Пиратство приобрело такие масштабы, что в 1911 году Государственная дума приняла закон об авторском праве, которым среди прочего регулировался и выпуск пластинок. Вскоре после принятия этого закона ряд пиратских фирм объявил о самоликвидации.
Агитаторы, горланы, главари…
После революции производство грампластинок прекратилось. В 1919 году магазины и мастерские, выпускавшие и продававшие граммофоны, фонографы, пластинки и валики, были национализированы и переданы в ведение музыкального отдела Наркомата просвещения. Тогда же восстановили и один из заводов грампластинок, где развернули производство агитационной продукции. Интерес большевиков к говорящим машинам вполне понятен: рассылать по всей стране пластинки проще, чем агитаторов, а проведение митинга удобнее поручать «товарищу граммофону». Впервые в мировой практике пластинки стали выпускать для целей пропаганды. Каждый большевик, мнивший себя трибуном, считал долгом увековечить свое ораторское искусство. По всей стране граммофоны агитировали за советскую власть голосами Ленина, Троцкого, Калинина, Зиновьева, Коллонтай. Единственное, чего граммофоны не умели, так это отвечать на вопросы из зала. В 1919–1921 годах было записано 13 выступлений Ленина. После вождей пришла очередь эстрадных певцов (их печатали в основном с дореволюционных матриц). В отличие от речи Ленина «Что такое советская власть» на эти пластинки у крестьян было можно выменять хлеб.

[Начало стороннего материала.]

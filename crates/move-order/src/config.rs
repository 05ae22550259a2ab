//! Tuning configuration for the ordering heuristics.
//!
//! The defaults reproduce the engine's built-in constants. A TOML file can
//! override any subset of them:
//!
//! ```toml
//! history_depth_cap = 12
//! history_decay_divisor = 64
//! history_age_divisor = 8
//! max_ply = 128
//! ```

use serde::{Deserialize, Serialize};
use std::path::Path;
use thiserror::Error;

/// Errors that can occur when loading or validating configuration.
#[derive(Error, Debug)]
pub enum ConfigError {
    /// Failed to read the configuration file from disk.
    #[error("Failed to read config file: {0}")]
    ReadError(#[from] std::io::Error),
    /// Failed to parse the configuration file as valid TOML.
    #[error("Failed to parse config: {0}")]
    ParseError(#[from] toml::de::Error),
    /// A value parsed but is outside its allowed range.
    #[error("Invalid config: {0}")]
    Invalid(String),
}

/// Heuristic tuning shared by every orderer in a search.
#[derive(Debug, Clone, PartialEq, Eq, Deserialize, Serialize)]
#[serde(default)]
pub struct OrderingConfig {
    /// Upper bound on the search depth used to size history updates.
    pub history_depth_cap: i32,
    /// Each update pulls an entry `depth / divisor` of the way toward zero.
    pub history_decay_divisor: i32,
    /// History entries are divided by this between searches.
    pub history_age_divisor: i32,
    /// Number of plies the killer table can hold.
    pub max_ply: usize,
}

impl Default for OrderingConfig {
    fn default() -> Self {
        Self {
            history_depth_cap: 12,
            history_decay_divisor: 64,
            history_age_divisor: 8,
            max_ply: 128,
        }
    }
}

impl OrderingConfig {
    /// Parses and validates a TOML document. Missing keys take their default.
    pub fn from_toml_str(content: &str) -> Result<Self, ConfigError> {
        let config: Self = toml::from_str(content)?;
        config.validate()?;
        Ok(config)
    }

    /// Loads and validates the configuration file at `path`.
    ///
    /// # Errors
    ///
    /// Returns [`ConfigError::ReadError`] if the file cannot be read,
    /// [`ConfigError::ParseError`] if it is not valid TOML, or
    /// [`ConfigError::Invalid`] if a value is out of range.
    pub fn load(path: impl AsRef<Path>) -> Result<Self, ConfigError> {
        let content = std::fs::read_to_string(path)?;
        Self::from_toml_str(&content)
    }

    /// Checks that every value is strictly positive.
    pub fn validate(&self) -> Result<(), ConfigError> {
        let checks = [
            ("history_depth_cap", self.history_depth_cap > 0),
            ("history_decay_divisor", self.history_decay_divisor > 0),
            ("history_age_divisor", self.history_age_divisor > 0),
            ("max_ply", self.max_ply > 0),
        ];
        match checks.iter().find(|(_, ok)| !ok) {
            Some((name, _)) => Err(ConfigError::Invalid(format!("{} must be positive", name))),
            None => Ok(()),
        }
    }
}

Когда, по мнению Сталина, в СССР «жить стало лучше, жить стало веселее», правительство озаботилось приобщением широких масс пролетариата к музыке. В августе 1933 года производство граммофонов и пластинок было переведено из слабосильного Наркомата легкой промышленности в могучий Наркомтяжпром. И, надо сказать, в соответствующий художественный совет вошли не только партийные функционеры, но и люди искусства – Гольденвейзер, Ипполитов-Иванов, Качалов, Шостакович, Собинов, Нежданова. Тиражи пластинок резко выросли. Во дворах играли новенькие патефоны, а жители коммунальных квартир танцевали танго под песню про утомленное солнце. Начали выходить и записи классической музыки. Дмитрий Шостакович вспоминал, что однажды Сталин услышал по радио выступление Марии Юдиной и потребовал ее пластинку. Записей пианистки тогда еще не было, однако ради вождя тираж был напечатан за одну ночь.
Долгоиграющий уход
В середине 1950-х в Советском Союзе появились гибкие грампластинки, которые изготовляли полукустарным способом и полулегально. Они активно продавались на курортах Крыма и Кавказа. А в столичных городах появившиеся в те годы стиляги собирали джазовые записи, выполненные на старых рентгеновских снимках (сквозь звуковые дорожки были хорошо видны вывихи и переломы). Правда, эта «музыка на костях», как называли такие пластинки, просуществовала недолго и вскоре была вытеснена магнитофонами.